[DATA FOR PROCESSING Boundary: Start]

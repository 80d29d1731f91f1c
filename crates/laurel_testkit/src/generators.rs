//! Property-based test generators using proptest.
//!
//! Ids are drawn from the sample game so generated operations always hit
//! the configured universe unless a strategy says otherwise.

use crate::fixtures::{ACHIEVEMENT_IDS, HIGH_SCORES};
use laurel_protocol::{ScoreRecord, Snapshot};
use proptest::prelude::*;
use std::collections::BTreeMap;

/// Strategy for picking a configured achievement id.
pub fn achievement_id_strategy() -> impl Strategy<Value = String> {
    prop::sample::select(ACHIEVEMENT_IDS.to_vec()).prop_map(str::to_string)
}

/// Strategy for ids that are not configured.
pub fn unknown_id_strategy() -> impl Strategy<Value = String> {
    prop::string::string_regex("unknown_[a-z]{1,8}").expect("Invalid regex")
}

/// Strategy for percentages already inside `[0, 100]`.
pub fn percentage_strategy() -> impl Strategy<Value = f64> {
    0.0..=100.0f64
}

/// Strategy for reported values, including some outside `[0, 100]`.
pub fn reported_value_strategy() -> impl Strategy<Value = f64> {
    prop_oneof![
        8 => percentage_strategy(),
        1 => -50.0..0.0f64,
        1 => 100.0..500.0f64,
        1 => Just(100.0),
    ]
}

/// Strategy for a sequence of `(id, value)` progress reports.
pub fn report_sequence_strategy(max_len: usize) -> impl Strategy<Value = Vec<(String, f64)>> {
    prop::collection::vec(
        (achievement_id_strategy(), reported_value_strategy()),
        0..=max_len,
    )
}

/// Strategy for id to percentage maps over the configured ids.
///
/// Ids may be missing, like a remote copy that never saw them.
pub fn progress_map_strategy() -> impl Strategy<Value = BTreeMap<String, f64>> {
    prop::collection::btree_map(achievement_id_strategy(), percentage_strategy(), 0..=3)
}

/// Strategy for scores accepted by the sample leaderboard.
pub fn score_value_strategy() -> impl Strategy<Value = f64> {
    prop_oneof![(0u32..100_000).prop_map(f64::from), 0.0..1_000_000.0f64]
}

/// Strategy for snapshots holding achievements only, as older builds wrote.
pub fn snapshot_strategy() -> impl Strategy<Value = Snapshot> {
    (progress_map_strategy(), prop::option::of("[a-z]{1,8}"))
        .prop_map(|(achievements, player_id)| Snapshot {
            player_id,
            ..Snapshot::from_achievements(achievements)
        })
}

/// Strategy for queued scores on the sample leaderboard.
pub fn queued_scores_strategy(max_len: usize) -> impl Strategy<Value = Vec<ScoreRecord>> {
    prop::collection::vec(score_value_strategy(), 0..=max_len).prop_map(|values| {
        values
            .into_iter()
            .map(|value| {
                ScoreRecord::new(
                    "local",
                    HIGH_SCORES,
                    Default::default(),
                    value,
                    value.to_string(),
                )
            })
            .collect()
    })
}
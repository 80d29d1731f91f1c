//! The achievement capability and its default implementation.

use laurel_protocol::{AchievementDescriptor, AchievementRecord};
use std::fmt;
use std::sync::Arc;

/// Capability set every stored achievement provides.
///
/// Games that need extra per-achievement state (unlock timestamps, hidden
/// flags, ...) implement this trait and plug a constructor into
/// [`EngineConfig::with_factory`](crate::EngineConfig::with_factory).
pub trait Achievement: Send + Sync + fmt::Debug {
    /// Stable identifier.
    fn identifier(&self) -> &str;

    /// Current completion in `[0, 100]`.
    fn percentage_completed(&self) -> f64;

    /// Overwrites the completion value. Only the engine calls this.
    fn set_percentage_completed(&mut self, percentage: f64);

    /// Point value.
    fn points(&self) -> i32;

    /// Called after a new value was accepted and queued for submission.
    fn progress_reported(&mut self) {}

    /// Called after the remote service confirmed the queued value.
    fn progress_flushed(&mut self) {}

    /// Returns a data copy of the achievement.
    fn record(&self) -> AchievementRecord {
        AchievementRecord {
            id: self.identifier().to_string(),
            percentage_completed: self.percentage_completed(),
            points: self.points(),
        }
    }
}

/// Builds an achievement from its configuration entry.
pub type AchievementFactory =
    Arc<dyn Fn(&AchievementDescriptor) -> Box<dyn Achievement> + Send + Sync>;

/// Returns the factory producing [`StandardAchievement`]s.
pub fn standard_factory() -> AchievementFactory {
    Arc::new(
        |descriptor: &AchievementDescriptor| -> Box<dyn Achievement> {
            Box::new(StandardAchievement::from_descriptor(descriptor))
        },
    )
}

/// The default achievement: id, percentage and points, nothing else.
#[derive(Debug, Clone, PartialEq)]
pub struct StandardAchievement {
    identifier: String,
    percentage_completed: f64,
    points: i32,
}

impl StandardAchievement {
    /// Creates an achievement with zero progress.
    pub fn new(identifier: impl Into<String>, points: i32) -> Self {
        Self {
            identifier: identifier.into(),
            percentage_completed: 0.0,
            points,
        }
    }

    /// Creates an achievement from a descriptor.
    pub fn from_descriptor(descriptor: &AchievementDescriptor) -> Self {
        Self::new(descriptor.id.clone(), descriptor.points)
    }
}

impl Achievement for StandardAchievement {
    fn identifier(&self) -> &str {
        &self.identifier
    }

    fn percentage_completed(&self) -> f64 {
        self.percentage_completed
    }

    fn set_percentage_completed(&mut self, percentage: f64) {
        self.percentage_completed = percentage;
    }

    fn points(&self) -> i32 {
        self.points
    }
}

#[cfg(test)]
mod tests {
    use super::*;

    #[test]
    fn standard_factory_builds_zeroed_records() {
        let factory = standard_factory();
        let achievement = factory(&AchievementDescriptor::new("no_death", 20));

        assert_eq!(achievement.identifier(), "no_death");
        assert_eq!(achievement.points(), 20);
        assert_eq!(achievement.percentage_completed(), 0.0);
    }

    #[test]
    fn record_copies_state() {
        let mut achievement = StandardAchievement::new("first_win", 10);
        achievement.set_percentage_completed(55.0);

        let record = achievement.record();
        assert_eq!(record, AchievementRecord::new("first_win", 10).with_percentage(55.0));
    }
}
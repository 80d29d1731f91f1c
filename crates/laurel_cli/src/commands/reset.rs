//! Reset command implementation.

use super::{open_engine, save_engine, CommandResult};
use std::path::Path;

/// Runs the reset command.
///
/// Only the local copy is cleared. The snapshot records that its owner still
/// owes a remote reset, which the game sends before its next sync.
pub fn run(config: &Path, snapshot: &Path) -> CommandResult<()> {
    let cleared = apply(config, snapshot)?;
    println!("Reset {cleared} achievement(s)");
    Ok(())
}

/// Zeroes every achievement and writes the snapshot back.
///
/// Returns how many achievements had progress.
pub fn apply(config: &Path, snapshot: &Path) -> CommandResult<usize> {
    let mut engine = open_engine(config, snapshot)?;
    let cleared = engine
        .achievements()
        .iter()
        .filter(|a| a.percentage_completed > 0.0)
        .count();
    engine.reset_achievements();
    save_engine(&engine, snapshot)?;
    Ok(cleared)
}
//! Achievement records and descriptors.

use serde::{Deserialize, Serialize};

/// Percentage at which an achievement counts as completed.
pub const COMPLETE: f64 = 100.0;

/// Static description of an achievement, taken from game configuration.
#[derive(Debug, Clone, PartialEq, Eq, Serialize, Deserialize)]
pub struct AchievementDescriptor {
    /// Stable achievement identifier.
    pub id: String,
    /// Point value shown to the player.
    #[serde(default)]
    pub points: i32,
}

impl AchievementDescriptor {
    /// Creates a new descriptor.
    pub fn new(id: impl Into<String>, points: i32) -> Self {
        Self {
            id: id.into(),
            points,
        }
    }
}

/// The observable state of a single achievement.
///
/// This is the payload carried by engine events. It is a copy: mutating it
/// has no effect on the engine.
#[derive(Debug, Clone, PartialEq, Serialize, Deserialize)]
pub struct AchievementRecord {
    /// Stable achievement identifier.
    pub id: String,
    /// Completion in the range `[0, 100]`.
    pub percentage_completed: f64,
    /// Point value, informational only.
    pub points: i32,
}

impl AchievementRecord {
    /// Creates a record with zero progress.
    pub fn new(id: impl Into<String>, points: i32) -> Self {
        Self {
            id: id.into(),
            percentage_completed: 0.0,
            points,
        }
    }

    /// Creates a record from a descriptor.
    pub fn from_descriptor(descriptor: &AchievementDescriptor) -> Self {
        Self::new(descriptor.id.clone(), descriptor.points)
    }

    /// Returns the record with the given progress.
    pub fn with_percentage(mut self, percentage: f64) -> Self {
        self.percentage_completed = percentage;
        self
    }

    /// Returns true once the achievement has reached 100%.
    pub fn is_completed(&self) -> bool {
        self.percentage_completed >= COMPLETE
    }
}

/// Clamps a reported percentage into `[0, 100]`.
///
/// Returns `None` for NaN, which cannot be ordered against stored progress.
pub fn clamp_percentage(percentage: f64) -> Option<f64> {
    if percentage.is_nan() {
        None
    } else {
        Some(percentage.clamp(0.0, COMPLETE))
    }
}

[DATA FOR PROCESSING Boundary: End]

EXERCISE: Out of the listing above, reproduce exactly the lines from the one with "filename crates/laurel_testkit/src/generators.rs" up to and including the one with "use std::collections::BTreeMap;".

RESPONSE AREA:
filename crates/laurel_testkit/src/generators.rs
//! Property-based test generators using proptest.
//!
//! Ids are drawn from the sample game so generated operations always hit
//! the configured universe unless a strategy says otherwise.

use crate::fixtures::{ACHIEVEMENT_IDS, HIGH_SCORES};
use laurel_protocol::{ScoreRecord, Snapshot};
use proptest::prelude::*;
use std::collections::BTreeMap;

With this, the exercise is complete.